TASK BRIEF.
Starting at the top of the entries, restate word for word each line up to and including the one with "init_tracing(&config.service.log_level);".

ENTRIES SUPPLIED.

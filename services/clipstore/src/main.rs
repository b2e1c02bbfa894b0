use anyhow::{Context, Result};
use clap::{Parser, Subcommand};
use clipstore::{
    AspectClassifier, AssetRepository, Config, FfmpegTools, InMemoryAssetRepository, Locator,
    MediaAsset, ObjectStore, RetryingObjectStore, S3ObjectStore, UploadRequest, UrlSigner,
    VideoPipeline,
};
use std::path::PathBuf;
use std::sync::Arc;
use std::time::Duration;
use tokio::signal;
use tokio_util::sync::CancellationToken;
use tracing::{info, warn};
use tracing_subscriber::{fmt, layer::SubscriberExt, util::SubscriberInitExt, EnvFilter};
use uuid::Uuid;

#[derive(Parser, Debug)]
#[command(author, version, about = "Video upload processing and storage", long_about = None)]
struct Cli {
    #[command(subcommand)]
    command: Commands,
}

#[derive(Subcommand, Debug)]
enum Commands {
    /// Run a local file through the full upload pipeline
    Upload {
        file: PathBuf,
        #[arg(long, default_value = "video/mp4")]
        content_type: String,
        #[arg(long)]
        title: Option<String>,
    },
    /// Issue a presigned URL for a stored `bucket,key` locator
    Sign {
        locator: String,
        /// Defaults to s3.presigned_url_expiry_secs
        #[arg(long)]
        ttl_secs: Option<u64>,
    },
    /// Print the aspect classification of a local file
    Probe { file: PathBuf },
}

#[tokio::main]
async fn main() -> Result<()> {
    let cli = Cli::parse();

    // Load configuration
    let config = Config::load().context("Failed to load configuration")?;

    // Initialize logging
    init_tracing(&config.service.log_level);

    info!(service = %config.service.name, "Starting clipstore");

    // Initialize metrics
    if let Some(port) = config.service.metrics_port {
        init_metrics(port)?;
    }

    let cancel = CancellationToken::new();
    spawn_interrupt_handler(cancel.clone());

    match cli.command {
        Commands::Upload {
            file,
            content_type,
            title,
        } => upload(&config, file, content_type, title, &cancel).await,
        Commands::Sign { locator, ttl_secs } => sign(&config, &locator, ttl_secs).await,
        Commands::Probe { file } => probe(&config, file, &cancel).await,
    }
}

async fn upload(
    config: &Config,
    file: PathBuf,
    content_type: String,
    title: Option<String>,
    cancel: &CancellationToken,
) -> Result<()> {
    let store = object_store(config).await;
    let assets = Arc::new(InMemoryAssetRepository::new());

    let user_id = Uuid::new_v4();
    let title = title.unwrap_or_else(|| {
        file.file_stem()
            .map(|stem| stem.to_string_lossy().into_owned())
            .unwrap_or_else(|| "untitled".to_string())
    });
    let asset = assets
        .create_asset(MediaAsset::new(user_id, title))
        .await
        .context("Failed to register asset")?;

    let reader = tokio::fs::File::open(&file)
        .await
        .with_context(|| format!("Failed to open {}", file.display()))?;

    let pipeline = VideoPipeline::new(config, media_tools(config), store, assets);
    let stored = pipeline
        .upload_video(
            UploadRequest {
                asset_id: asset.id,
                user_id,
                content_type,
                reader,
            },
            cancel,
        )
        .await
        .context("Upload failed")?;

    info!(asset_id = %stored.id, "Upload complete");
    println!("{}", serde_json::to_string_pretty(&stored)?);
    Ok(())
}

async fn sign(config: &Config, raw: &str, ttl_secs: Option<u64>) -> Result<()> {
    let locator = Locator::decode(raw).context("Invalid locator")?;
    let ttl = ttl_secs
        .map(Duration::from_secs)
        .unwrap_or_else(|| config.presigned_url_expiry());

    let signer = UrlSigner::new(object_store(config).await, ttl);
    let signed = signer
        .sign(&locator, ttl)
        .await
        .context("Failed to presign locator")?;

    println!("{}", serde_json::to_string_pretty(&signed)?);
    Ok(())
}

async fn probe(config: &Config, file: PathBuf, cancel: &CancellationToken) -> Result<()> {
    let classifier = AspectClassifier::new(media_tools(config), config.classification);
    let classification = classifier
        .classify(&file, cancel)
        .await
        .with_context(|| format!("Failed to classify {}", file.display()))?;

    println!("{classification}");
    Ok(())
}

async fn object_store(config: &Config) -> Arc<dyn ObjectStore> {
    let s3 = S3ObjectStore::new(&config.s3).await;
    Arc::new(RetryingObjectStore::new(s3, config.retry.clone()))
}

fn media_tools(config: &Config) -> Arc<FfmpegTools> {
    Arc::new(FfmpegTools::new(
        config.media.ffprobe_path.clone(),
        config.media.ffmpeg_path.clone(),
        config.tool_timeout(),
    ))
}

/// Initialize tracing/logging. Logs go to stderr so command output stays parseable.
fn init_tracing(log_level: &str) {
    let env_filter = EnvFilter::try_from_default_env()
        .unwrap_or_else(|_| EnvFilter::new(log_level));

    tracing_subscriber::registry()
        .with(env_filter)
        .with(fmt::layer().json().with_writer(std::io::stderr))
        .init();
}

/// Initialize Prometheus metrics exporter
fn init_metrics(port: u16) -> Result<()> {
    let builder = metrics_exporter_prometheus::PrometheusBuilder::new();

    builder
        .with_http_listener(([0, 0, 0, 0], port))
        .install()
        .context("Failed to install Prometheus metrics exporter")?;

    info!(port = port, "Prometheus metrics exporter started");

    Ok(())
}

/// Cancel in-flight tool invocations on Ctrl+C
fn spawn_interrupt_handler(cancel: CancellationToken) {
    tokio::spawn(async move {
        match signal::ctrl_c().await {
            Ok(()) => {
                info!("Received Ctrl+C signal, cancelling");
                cancel.cancel();
            }
            Err(e) => warn!(error = %e, "Failed to install Ctrl+C handler"),
        }
    });
}
//! Aspect ratio classification from probe output.

use crate::config::ClassificationConfig;
use crate::error::{Error, Result};
use crate::media_tools::{MediaTools, PROBE_TOOL};
use serde::{Deserialize, Serialize};
use std::fmt;
use std::path::Path;
use std::sync::Arc;
use tokio_util::sync::CancellationToken;
use tracing::{debug, instrument};

/// Geometry bucket of an uploaded video
#[derive(Debug, Clone, Copy, PartialEq, Eq, Hash, Serialize, Deserialize)]
#[serde(rename_all = "snake_case")]
pub enum Classification {
    /// Landscape, roughly 16:9
    Wide,
    /// Portrait, roughly 9:16
    Tall,
    Other,
}

impl Classification {
    pub fn as_str(&self) -> &'static str {
        match self {
            Classification::Wide => "wide",
            Classification::Tall => "tall",
            Classification::Other => "other",
        }
    }
}

impl fmt::Display for Classification {
    fn fmt(&self, f: &mut fmt::Formatter<'_>) -> fmt::Result {
        f.write_str(self.as_str())
    }
}

/// Subset of ffprobe's `-show_streams` JSON
#[derive(Debug, Deserialize)]
struct ProbeOutput {
    #[serde(default)]
    streams: Vec<ProbeStream>,
}

#[derive(Debug, Deserialize)]
struct ProbeStream {
    codec_type: Option<String>,
    width: Option<u32>,
    height: Option<u32>,
}

impl ProbeOutput {
    /// First video stream; when no stream is tagged with a codec type at all,
    /// the first stream.
    fn select_stream(&self) -> Option<&ProbeStream> {
        if self.streams.iter().all(|s| s.codec_type.is_none()) {
            return self.streams.first();
        }
        self.streams
            .iter()
            .find(|s| s.codec_type.as_deref() == Some("video"))
    }
}

/// Map stream dimensions onto a classification.
///
/// Both ranges are exclusive. Zero dimensions are rejected rather than
/// producing an infinite or NaN ratio.
pub fn classify_dimensions(
    width: u32,
    height: u32,
    thresholds: &ClassificationConfig,
) -> Result<Classification> {
    if width == 0 || height == 0 {
        return Err(Error::upstream(
            PROBE_TOOL,
            format!("invalid stream dimensions {width}x{height}"),
        ));
    }

    let ratio = f64::from(width) / f64::from(height);
    let classification = if ratio > thresholds.wide_min && ratio < thresholds.wide_max {
        Classification::Wide
    } else if ratio > thresholds.tall_min && ratio < thresholds.tall_max {
        Classification::Tall
    } else {
        Classification::Other
    };

    Ok(classification)
}

/// Parse raw probe JSON and classify the selected stream
pub fn classify_probe_output(raw: &[u8], thresholds: &ClassificationConfig) -> Result<Classification> {
    let output: ProbeOutput = serde_json::from_slice(raw)
        .map_err(|e| Error::upstream(PROBE_TOOL, format!("malformed output: {e}")))?;

    if output.streams.is_empty() {
        return Err(Error::upstream(PROBE_TOOL, "no streams reported"));
    }

    let stream = output
        .select_stream()
        .ok_or_else(|| Error::upstream(PROBE_TOOL, "no video stream reported"))?;

    match (stream.width, stream.height) {
        (Some(width), Some(height)) => classify_dimensions(width, height, thresholds),
        _ => Err(Error::upstream(PROBE_TOOL, "stream has no dimensions")),
    }
}

/// Runs the probe against a staged file and classifies the result
pub struct AspectClassifier {
    tools: Arc<dyn MediaTools>,
    thresholds: ClassificationConfig,
}

impl AspectClassifier {
    pub fn new(tools: Arc<dyn MediaTools>, thresholds: ClassificationConfig) -> Self {
        Self { tools, thresholds }
    }

    #[instrument(skip(self, cancel), fields(path = %path.display()))]
    pub async fn classify(&self, path: &Path, cancel: &CancellationToken) -> Result<Classification> {
        let raw = self.tools.probe_streams(path, cancel).await?;
        let classification = classify_probe_output(&raw, &self.thresholds)?;
        debug!(classification = %classification, "Video classified");
        Ok(classification)
    }
}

EXERCISE SOLUTION.
filename services/clipstore/src/main.rs
repository b2e1c02bbfa894b0
use anyhow::{Context, Result};
use clap::{Parser, Subcommand};
use clipstore::{
    AspectClassifier, AssetRepository, Config, FfmpegTools, InMemoryAssetRepository, Locator,
    MediaAsset, ObjectStore, RetryingObjectStore, S3ObjectStore, UploadRequest, UrlSigner,
    VideoPipeline,
};
use std::path::PathBuf;
use std::sync::Arc;
use std::time::Duration;
use tokio::signal;
use tokio_util::sync::CancellationToken;
use tracing::{info, warn};
use tracing_subscriber::{fmt, layer::SubscriberExt, util::SubscriberInitExt, EnvFilter};
use uuid::Uuid;

#[derive(Parser, Debug)]
#[command(author, version, about = "Video upload processing and storage", long_about = None)]
struct Cli {
    #[command(subcommand)]
    command: Commands,
}

#[derive(Subcommand, Debug)]
enum Commands {
    /// Run a local file through the full upload pipeline
    Upload {
        file: PathBuf,
        #[arg(long, default_value = "video/mp4")]
        content_type: String,
        #[arg(long)]
        title: Option<String>,
    },
    /// Issue a presigned URL for a stored `bucket,key` locator
    Sign {
        locator: String,
        /// Defaults to s3.presigned_url_expiry_secs
        #[arg(long)]
        ttl_secs: Option<u64>,
    },
    /// Print the aspect classification of a local file
    Probe { file: PathBuf },
}

#[tokio::main]
async fn main() -> Result<()> {
    let cli = Cli::parse();

    // Load configuration
    let config = Config::load().context("Failed to load configuration")?;

    // Initialize logging
    init_tracing(&config.service.log_level);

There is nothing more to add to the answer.